[Start of Attachment]

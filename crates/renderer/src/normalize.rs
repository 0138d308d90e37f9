//! Value normalization ahead of colorization.
//!
//! Two modes:
//! - percentile stretch for reflectance bands (truecolor composites)
//! - fixed value domain for scalar fields (pollutant concentrations)
//!
//! No-data pixels (NaN, or magnitude above 1e10) never contribute to
//! statistics. Callers fold any extra masking (declared fill values,
//! clipping) into the band as NaN before calling in.

use map_common::grid::NODATA_MAGNITUDE;
use serde::{Deserialize, Serialize};

/// True for NaN and for fill values of absurd magnitude.
#[inline]
pub fn is_nodata(value: f32) -> bool {
    value.is_nan() || value.abs() > NODATA_MAGNITUDE
}

/// Per-pixel no-data flags.
pub fn nodata_mask(data: &[f32]) -> Vec<bool> {
    data.iter().map(|v| is_nodata(*v)).collect()
}

/// Percentile of already-sorted values with linear interpolation between
/// the two nearest ranks. `p` is in percent.
pub fn percentile(sorted: &[f32], p: f32) -> Option<f32> {
    if sorted.is_empty() {
        return None;
    }
    let rank = (p.clamp(0.0, 100.0) / 100.0) as f64 * (sorted.len() - 1) as f64;
    let lower = rank.floor() as usize;
    let upper = rank.ceil() as usize;
    let frac = rank - lower as f64;
    let lo = sorted[lower] as f64;
    let hi = sorted[upper] as f64;
    Some((lo + (hi - lo) * frac) as f32)
}

/// Settings for the reflectance stretch.
#[derive(Debug, Clone, Copy, PartialEq, Serialize, Deserialize)]
#[serde(default)]
pub struct StretchParams {
    /// Lower clip percentile
    pub low_percentile: f32,
    /// Upper clip percentile
    pub high_percentile: f32,
    /// Exponent applied after rescaling; below 1 brightens
    pub gamma: f32,
}

impl Default for StretchParams {
    fn default() -> Self {
        Self {
            low_percentile: 2.0,
            high_percentile: 98.0,
            gamma: 0.75,
        }
    }
}

impl StretchParams {
    pub fn validate(&self) -> Result<(), String> {
        let valid = 0.0..=100.0;
        if !valid.contains(&self.low_percentile) || !valid.contains(&self.high_percentile) {
            return Err("percentiles must be between 0 and 100".to_string());
        }
        if self.low_percentile >= self.high_percentile {
            return Err("low_percentile must be below high_percentile".to_string());
        }
        if !(self.gamma > 0.0 && self.gamma.is_finite()) {
            return Err("gamma must be positive".to_string());
        }
        Ok(())
    }
}

/// Stretch one band to 8 bits.
///
/// Clips to the configured percentiles of the valid pixels, rescales to
/// [0, 1], applies gamma, converts to u8 (truncating), then rescales again
/// so that the brightest pixel is 255. A band whose percentiles coincide,
/// or that has no valid pixel, comes out as all zeros. No-data pixels are
/// written as 0.
pub fn percentile_stretch(band: &[f32], params: &StretchParams) -> Vec<u8> {
    let mut valid: Vec<f32> = band.iter().copied().filter(|v| !is_nodata(*v)).collect();
    valid.sort_by(|a, b| a.total_cmp(b));

    let (Some(lo), Some(hi)) = (
        percentile(&valid, params.low_percentile),
        percentile(&valid, params.high_percentile),
    ) else {
        return vec![0; band.len()];
    };
    if hi <= lo {
        return vec![0; band.len()];
    }

    let range = hi - lo;
    let mut out: Vec<u8> = band
        .iter()
        .map(|v| {
            if is_nodata(*v) {
                return 0;
            }
            let mut n = ((v - lo) / range).clamp(0.0, 1.0);
            if params.gamma != 1.0 {
                n = n.powf(params.gamma);
            }
            (n * 255.0) as u8
        })
        .collect();

    let max = out.iter().copied().max().unwrap_or(0);
    if max > 0 && max < 255 {
        let scale = 255.0 / max as f32;
        for v in out.iter_mut() {
            *v = (*v as f32 * scale) as u8;
        }
    }
    out
}

/// Display range of a scalar quantity.
#[derive(Debug, Clone, Copy, PartialEq, Serialize, Deserialize)]
pub struct ValueDomain {
    pub vmin: f64,
    pub vmax: f64,
}

impl ValueDomain {
    pub fn new(vmin: f64, vmax: f64) -> Self {
        Self { vmin, vmax }
    }

    pub fn validate(&self) -> Result<(), String> {
        if !(self.vmin.is_finite() && self.vmax.is_finite()) {
            return Err(format!("domain [{}, {}] is not finite", self.vmin, self.vmax));
        }
        if self.vmin >= self.vmax {
            return Err(format!("vmin {} must be below vmax {}", self.vmin, self.vmax));
        }
        Ok(())
    }

    /// Map a value into [0, 1]; None for no-data.
    pub fn normalize(&self, value: f32) -> Option<f32> {
        if is_nodata(value) {
            return None;
        }
        let range = self.vmax - self.vmin;
        if range <= 0.0 {
            return Some(0.0);
        }
        Some((((value as f64) - self.vmin) / range).clamp(0.0, 1.0) as f32)
    }
}

/// Normalize a scalar band into [0, 1] over `domain`; no-data becomes NaN.
pub fn normalize_to_domain(band: &[f32], domain: &ValueDomain) -> Vec<f32> {
    band.iter()
        .map(|v| domain.normalize(*v).unwrap_or(f32::NAN))
        .collect()
}

#[cfg(test)]
mod tests {
    use super::*;

    #[test]
    fn test_percentile_linear_interpolation() {
        let sorted: Vec<f32> = (0..=100).map(|v| v as f32).collect();
        assert_eq!(percentile(&sorted, 2.0), Some(2.0));
        assert_eq!(percentile(&sorted, 98.0), Some(98.0));

        let four = [10.0, 20.0, 30.0, 40.0];
        // rank = 0.5 * 3 = 1.5
        assert_eq!(percentile(&four, 50.0), Some(25.0));
        assert_eq!(percentile(&[], 50.0), None);
    }

    #[test]
    fn test_stretch_spans_full_range() {
        let band: Vec<f32> = (0..100).map(|v| v as f32 * 3.0 + 100.0).collect();
        let out = percentile_stretch(&band, &StretchParams::default());
        assert_eq!(out.iter().copied().min(), Some(0));
        assert_eq!(out.iter().copied().max(), Some(255));
    }

    #[test]
    fn test_stretch_constant_band_is_zero() {
        let out = percentile_stretch(&[7.0; 16], &StretchParams::default());
        assert!(out.iter().all(|v| *v == 0));
    }

    #[test]
    fn test_stretch_ignores_nodata_in_statistics() {
        let mut band: Vec<f32> = (0..50).map(|v| v as f32).collect();
        let reference = percentile_stretch(&band, &StretchParams::default());

        band.push(f32::NAN);
        band.push(1e20);
        let out = percentile_stretch(&band, &StretchParams::default());
        assert_eq!(&out[..50], reference.as_slice());
        assert_eq!(out[50], 0);
        assert_eq!(out[51], 0);
    }

    #[test]
    fn test_gamma_brightens_midtones() {
        let band: Vec<f32> = (0..=100).map(|v| v as f32).collect();
        let linear = percentile_stretch(
            &band,
            &StretchParams {
                gamma: 1.0,
                ..Default::default()
            },
        );
        let bright = percentile_stretch(&band, &StretchParams::default());
        assert!(bright[50] > linear[50]);
    }

    #[test]
    fn test_domain_normalize() {
        let domain = ValueDomain::new(20.0, 80.0);
        assert_eq!(domain.normalize(20.0), Some(0.0));
        assert_eq!(domain.normalize(50.0), Some(0.5));
        assert_eq!(domain.normalize(-5.0), Some(0.0));
        assert_eq!(domain.normalize(500.0), Some(1.0));
        assert_eq!(domain.normalize(f32::NAN), None);
        assert_eq!(domain.normalize(-3.4e38), None);
    }

    #[test]
    fn test_domain_validate() {
        assert!(ValueDomain::new(0.0, 50.0).validate().is_ok());
        assert!(ValueDomain::new(5.0, 5.0).validate().is_err());
        assert!(ValueDomain::new(f64::NAN, 5.0).validate().is_err());
    }

    #[test]
    fn test_nodata_mask() {
        assert_eq!(
            nodata_mask(&[0.0, f32::NAN, 2e10, -1e9]),
            vec![false, true, true, false]
        );
    }
}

[End of Attachment]

### Exercise prompt
Give back exactly the lines above, from the line containing "assert_eq!(percentile(&sorted, 2.0), Some(2.0));" through the line containing "assert_eq!(out.iter().copied().min(), Some(0));", with both end lines and nothing more.

### Task answer
        assert_eq!(percentile(&sorted, 2.0), Some(2.0));
        assert_eq!(percentile(&sorted, 98.0), Some(98.0));

        let four = [10.0, 20.0, 30.0, 40.0];
        // rank = 0.5 * 3 = 1.5
        assert_eq!(percentile(&four, 50.0), Some(25.0));
        assert_eq!(percentile(&[], 50.0), None);
    }

    #[test]
    fn test_stretch_spans_full_range() {
        let band: Vec<f32> = (0..100).map(|v| v as f32 * 3.0 + 100.0).collect();
        let out = percentile_stretch(&band, &StretchParams::default());
        assert_eq!(out.iter().copied().min(), Some(0));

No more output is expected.